The Fort de la Pompelle, also known as Fort Herbillon, is one of a number of forts built around Reims after 1870 as part of a fortification belt in the Séré de Rivières system. The forts saw combat during the First World War in the defense of Reims. The fort is located about 2 km north of the town of Sillery, next to the N44 road, between Reims and Châlons-en-Champagne. Constructed as a supporting position for larger forts and disarmed in 1913, it saw the heaviest fighting of the Reims forts. It was bombarded during the war and remains in a state of ruin.

== Description ==
The Fort de la Pompelle was built between 1880 and 1883 to complete the fortification belt around Reims that was started by General Raymond Adolphe Séré de Rivières after the Franco-Prussian War of 1870. This secondary work was planned to support the principal forts of Witry-les-Reims, Nogent-l'Abbesse, Brimont, Saint-Thierry, Fresnes and Montbré. The relatively small rectangular fort was surrounded by a ditch defended by two-level caponiers. With a surface area of 2.31 ha, it was provided with six 155mm de Bange 1881 guns, four 138mm guns and a variety of lesser pieces. An artillery company of 277 men garrisoned the fort. In 1917-18 a number of underground passages were cut from the chalk to provide access points a few hundred meters to the rear of the fort.

== First World War ==
The fort was disarmed in 1913, immediately prior to the First World War. During the offensives of 1914, the fort was briefly taken by German forces on 4 September. Following the First Battle of the Marne it was reoccupied by French forces of the 138th Infantry Regiment on 24 September 1914. The fort then became a principal part in the defense of the Reims sector. In the remainder of the war, the fort was assaulted and bombarded many times by the Germans, but never changed hands again.

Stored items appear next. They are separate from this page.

//! The context manager: which node owns which context, and who depends on it.

use crate::binding::{BindingHandle, Observer};
use crate::config::Config;
use crate::context::{ContextBinding, ContextData, SharedContext, GLOBAL_CONTEXT_ID};
use crate::error::ContextUpdateError;
use crate::expression::{ExpressionKind, Template};
use crate::global::{GlobalContext, SubscriptionId};
use crate::node::NodeId;
use crate::path::Path;
use crate::view_tree::ViewTree;
use crossbeam::channel::{self, Receiver, Sender};
use serde::{Deserialize, Serialize};
use serde_json::Value;
use std::collections::HashMap;
use std::sync::Arc;
use tracing::{debug, warn};

/// An instruction to place a value inside a context.
#[derive(Debug, Clone, PartialEq, Serialize, Deserialize)]
#[serde(rename_all = "camelCase")]
pub struct SetContext {
    /// Id of the target context; resolved against the ancestor chain of the issuing node.
    pub context_id: String,
    /// Path inside the context value. `None`, `""` and `"."` replace the whole value.
    #[serde(default, skip_serializing_if = "Option::is_none")]
    pub path: Option<String>,
    pub value: Value,
}

impl SetContext {
    pub fn new(context_id: impl Into<String>, value: Value) -> SetContext {
        SetContext {
            context_id: context_id.into(),
            path: None,
            value,
        }
    }

    pub fn at(mut self, path: impl Into<String>) -> SetContext {
        self.path = Some(path.into());
        self
    }

    fn parsed_path(&self) -> Result<Option<Path>, ContextUpdateError> {
        match &self.path {
            Some(path) => Ok(Some(Path::parse(path)?)),
            None => Ok(None),
        }
    }
}

/// Queues context updates from places that cannot borrow the manager, such as observers.
///
/// Queued updates are applied by [`ContextManager::update_context`] before it returns, or by
/// [`ContextManager::process_pending_updates`].
#[derive(Debug, Clone)]
pub struct ContextUpdater {
    sender: Sender<(NodeId, SetContext)>,
}

impl ContextUpdater {
    pub fn set(&self, node: NodeId, update: SetContext) {
        if self.sender.send((node, update)).is_err() {
            debug!(%node, "context manager is gone; dropping update");
        }
    }
}

/// Maintains the contexts of a view tree and propagates their changes.
#[derive(Debug)]
pub struct ContextManager {
    config: Config,
    global: GlobalContext,
    global_binding: SharedContext,
    subscription: Option<SubscriptionId>,
    contexts: HashMap<NodeId, SharedContext>,
    pending: HashMap<NodeId, Vec<BindingHandle>>,
    update_sender: Sender<(NodeId, SetContext)>,
    update_receiver: Receiver<(NodeId, SetContext)>,
}

impl ContextManager {
    /// Creates a manager observing the given global context.
    pub fn new(global: GlobalContext, config: Config) -> ContextManager {
        let global_binding = ContextBinding::shared(global.get());
        let relay = Arc::clone(&global_binding);
        let subscription = global.subscribe(move |data| {
            relay.lock().replace(data.clone());
            propagate(&relay, false);
        });
        let (update_sender, update_receiver) = channel::unbounded();

        ContextManager {
            config,
            global,
            global_binding,
            subscription: Some(subscription),
            contexts: HashMap::new(),
            pending: HashMap::new(),
            update_sender,
            update_receiver,
        }
    }

    pub fn config(&self) -> &Config {
        &self.config
    }

    pub fn global(&self) -> &GlobalContext {
        &self.global
    }

    /// A handle for queueing updates.
    pub fn updater(&self) -> ContextUpdater {
        ContextUpdater {
            sender: self.update_sender.clone(),
        }
    }

    /// Gives a node its own context, or replaces the one it has.
    ///
    /// Replacing drops every dependent binding of the old context; their owners must register
    /// them again. The reserved global id is rejected.
    pub fn add_context(&mut self, node: NodeId, context: ContextData) -> Result<(), ContextUpdateError> {
        if context.id == GLOBAL_CONTEXT_ID {
            warn!(%node, id = %context.id, "context id is reserved for the global context");
            return Err(ContextUpdateError::ReservedId(context.id));
        }

        match self.contexts.get(&node) {
            Some(existing) => {
                let mut existing = existing.lock();
                existing.replace(context);
                existing.clear_bindings();
            }
            None => {
                self.contexts.insert(node, ContextBinding::shared(context));
            }
        }
        Ok(())
    }

    /// The context a node owns, if any.
    pub fn context(&self, node: NodeId) -> Option<ContextData> {
        self.contexts
            .get(&node)
            .map(|context| context.lock().context().clone())
    }

    pub fn has_context(&self, node: NodeId) -> bool {
        self.contexts.contains_key(&node)
    }

    /// Number of bindings depending on the node’s own context.
    pub fn dependents(&self, node: NodeId) -> usize {
        self.contexts
            .get(&node)
            .map_or(0, |context| context.lock().bindings().len())
    }

    /// Number of bindings depending on the global context.
    pub fn global_dependents(&self) -> usize {
        self.global_binding.lock().bindings().len()
    }

    /// Queues a binding; nothing is evaluated until [`resolve_bindings`](Self::resolve_bindings).
    pub fn add_binding(&mut self, node: NodeId, template: Template, observer: Observer) -> BindingHandle {
        let binding = BindingHandle::new(node, template, observer);
        self.pending.entry(node).or_default().push(binding.clone());
        binding
    }

    pub fn has_pending(&self, node: NodeId) -> bool {
        self.pending.get(&node).map_or(false, |queue| !queue.is_empty())
    }

    /// The context chain of a node: its own and its ancestors’ contexts nearest first, then global.
    fn chain(&self, tree: &ViewTree, node: NodeId) -> Vec<SharedContext> {
        let mut chain: Vec<SharedContext> = tree
            .ancestors(node)
            .filter_map(|ancestor| self.contexts.get(&ancestor).cloned())
            .collect();
        chain.push(Arc::clone(&self.global_binding));
        chain
    }

    /// Resolves the node’s queued bindings against its context chain.
    ///
    /// Every binding is attached to the nearest context of each id it references, evaluated, and
    /// delivered once. The queue entry is consumed. Afterwards the dependents of the node’s own
    /// context are brought up to date.
    pub fn resolve_bindings(&mut self, tree: &ViewTree, node: NodeId) {
        if let Some(queued) = self.pending.remove(&node) {
            let chain = self.chain(tree, node);
            let mut deliveries = Vec::new();

            for binding in queued {
                let mut inner = binding.lock();
                let ids: Vec<String> = inner
                    .template()
                    .context_ids()
                    .into_iter()
                    .map(str::to_owned)
                    .collect();

                let mut matched = false;
                for id in &ids {
                    match chain.iter().find(|context| context.lock().id() == id) {
                        Some(context) => {
                            let mut context = context.lock();
                            context.attach(&binding);
                            inner.absorb(&mut context);
                            matched = true;
                        }
                        None => debug!(%node, context = %id, "expression references an unknown context"),
                    }
                }

                if matched || ids.is_empty() {
                    inner.mark_resolved();
                    deliveries.push((inner.observer().clone(), inner.current_value()));
                }
            }

            for (observer, value) in deliveries {
                observer.notify(value.as_ref());
            }
        }

        if let Some(own) = self.contexts.get(&node).cloned() {
            propagate(&own, false);
        }
    }

    /// Places a value inside the nearest context with the given id (or the global context) and
    /// propagates the change, along with any updates the propagation queued.
    ///
    /// On error nothing was changed by this update.
    pub fn update_context(
        &mut self,
        tree: &ViewTree,
        node: NodeId,
        update: SetContext,
    ) -> Result<(), ContextUpdateError> {
        let result = self.apply_update(tree, node, &update);
        if let Err(err) = &result {
            debug!(%node, context = %update.context_id, %err, "context update failed");
        }
        let cascade = self.process_pending_updates(tree);
        result.and(cascade)
    }

    /// Applies queued updates until the queue is empty.
    pub fn process_pending_updates(&mut self, tree: &ViewTree) -> Result<(), ContextUpdateError> {
        let limit = self.config.max_cascade_updates;
        let mut applied = 0;
        while let Ok((node, update)) = self.update_receiver.try_recv() {
            if applied >= limit {
                let dropped = 1 + self.update_receiver.try_iter().count();
                warn!(limit, dropped, "cascading context updates exceeded the limit");
                return Err(ContextUpdateError::CascadeLimit(limit));
            }
            applied += 1;
            if let Err(err) = self.apply_update(tree, node, &update) {
                debug!(%node, context = %update.context_id, %err, "queued context update failed");
            }
        }
        Ok(())
    }

    fn apply_update(
        &mut self,
        tree: &ViewTree,
        node: NodeId,
        update: &SetContext,
    ) -> Result<(), ContextUpdateError> {
        let path = update.parsed_path()?;

        if update.context_id == GLOBAL_CONTEXT_ID {
            return self.global.set(path.as_ref(), update.value.clone());
        }

        let target = tree
            .ancestors(node)
            .filter_map(|ancestor| self.contexts.get(&ancestor))
            .find(|context| context.lock().id() == update.context_id)
            .cloned()
            .ok_or_else(|| ContextUpdateError::NotFound(update.context_id.clone()))?;

        {
            let mut target = target.lock();
            let path = path.unwrap_or_else(Path::root);
            let context = target.context().with_value_at(&path, update.value.clone())?;
            target.replace(context);
        }
        propagate(&target, false);
        Ok(())
    }

    /// Re-evaluates every dependent of the node’s own context and notifies each of them, even
    /// those that already saw its current value.
    ///
    /// Returns how many observers were notified.
    pub fn notify_binding_changes(&self, node: NodeId) -> usize {
        match self.contexts.get(&node) {
            Some(context) => propagate(context, true),
            None => 0,
        }
    }

    /// Re-evaluates and notifies the dependents of every context, global included.
    pub fn evaluate_contexts(&self) -> usize {
        let mut notified = 0;
        for context in self.contexts.values() {
            notified += propagate(context, true);
        }
        notified + propagate(&self.global_binding, true)
    }

    /// Evaluates a template at a node without registering anything.
    pub fn evaluate(&self, tree: &ViewTree, node: NodeId, template: &Template) -> Option<Value> {
        self.evaluate_with_implicit(tree, node, template, &[])
    }

    /// Evaluates a template at a node, consulting `implicit` contexts before the node’s chain.
    pub fn evaluate_with_implicit(
        &self,
        tree: &ViewTree,
        node: NodeId,
        template: &Template,
        implicit: &[ContextData],
    ) -> Option<Value> {
        let chain = self.chain(tree, node);
        template.evaluate_with(|expression| match expression.kind() {
            ExpressionKind::Literal(value) => Some(value.clone()),
            ExpressionKind::Context { id, path } => {
                if let Some(context) = implicit.iter().find(|context| &context.id == id) {
                    return path.get(&context.value).cloned();
                }
                chain
                    .iter()
                    .find(|context| context.lock().id() == id)
                    .and_then(|context| context.lock().lookup(path))
            }
        })
    }

    /// The contexts in the node’s chain that the template refers to, nearest first.
    pub fn contexts_for_bind(&self, tree: &ViewTree, node: NodeId, template: &Template) -> Vec<ContextData> {
        let ids = template.context_ids();
        self.chain(tree, node)
            .iter()
            .map(|context| context.lock().context().clone())
            .filter(|context| ids.contains(&context.id.as_str()))
            .collect()
    }

    /// Detaches every binding the node owns, queued or resolved.
    pub fn remove_bindings(&mut self, node: NodeId) {
        self.pending.remove(&node);
        for context in self.contexts.values() {
            context.lock().remove_bindings_of(node);
        }
        self.global_binding.lock().remove_bindings_of(node);
    }

    /// Forgets the node’s context and every binding it owns.
    pub fn clear_context(&mut self, node: NodeId) {
        self.contexts.remove(&node);
        self.remove_bindings(node);
    }

    /// Forgets all contexts and bindings. The global context stays observed.
    pub fn clear_contexts(&mut self) {
        self.contexts.clear();
        self.pending.clear();
        self.global_binding.lock().clear_bindings();
        while self.update_receiver.try_recv().is_ok() {}
    }
}

impl Drop for ContextManager {
    fn drop(&mut self) {
        if let Some(subscription) = self.subscription.take() {
            self.global.unsubscribe(subscription);
        }
    }
}

/// Re-evaluates the dependents of a context, then notifies them in registration order. Unless
/// `force` is set, dependents that already saw the current version are skipped. Returns how many
/// were notified.
fn propagate(context: &SharedContext, force: bool) -> usize {
    let bindings = context.lock().bindings().to_vec();
    let mut deliveries = Vec::new();
    for binding in &bindings {
        let mut inner = binding.lock();
        let mut context = context.lock();
        let value = if force {
            inner.reevaluate(&mut context)
        } else {
            inner.refresh(&mut context)
        };
        if let Some(value) = value {
            deliveries.push((inner.observer().clone(), value));
        }
    }

    let notified = deliveries.len();
    for (observer, value) in deliveries {
        observer.notify(value.as_ref());
    }
    notified
}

A total of 180 different regiments, including two special Russian brigades sent by Tsar Nicholas II in 1916 would defend the fort in turn. The garrison was supported by naval artillery stationed on the canal between Sept Saulx and Courmelois, which bombarded the German lines. The fort saw particularly strong assaults in the spring of 1918 in the Second Battle of the Marne, when it was assaulted three times, on 1 June with fifteen tanks. Each assault was repelled by the elements of the 1st Colonial Infantry Corps.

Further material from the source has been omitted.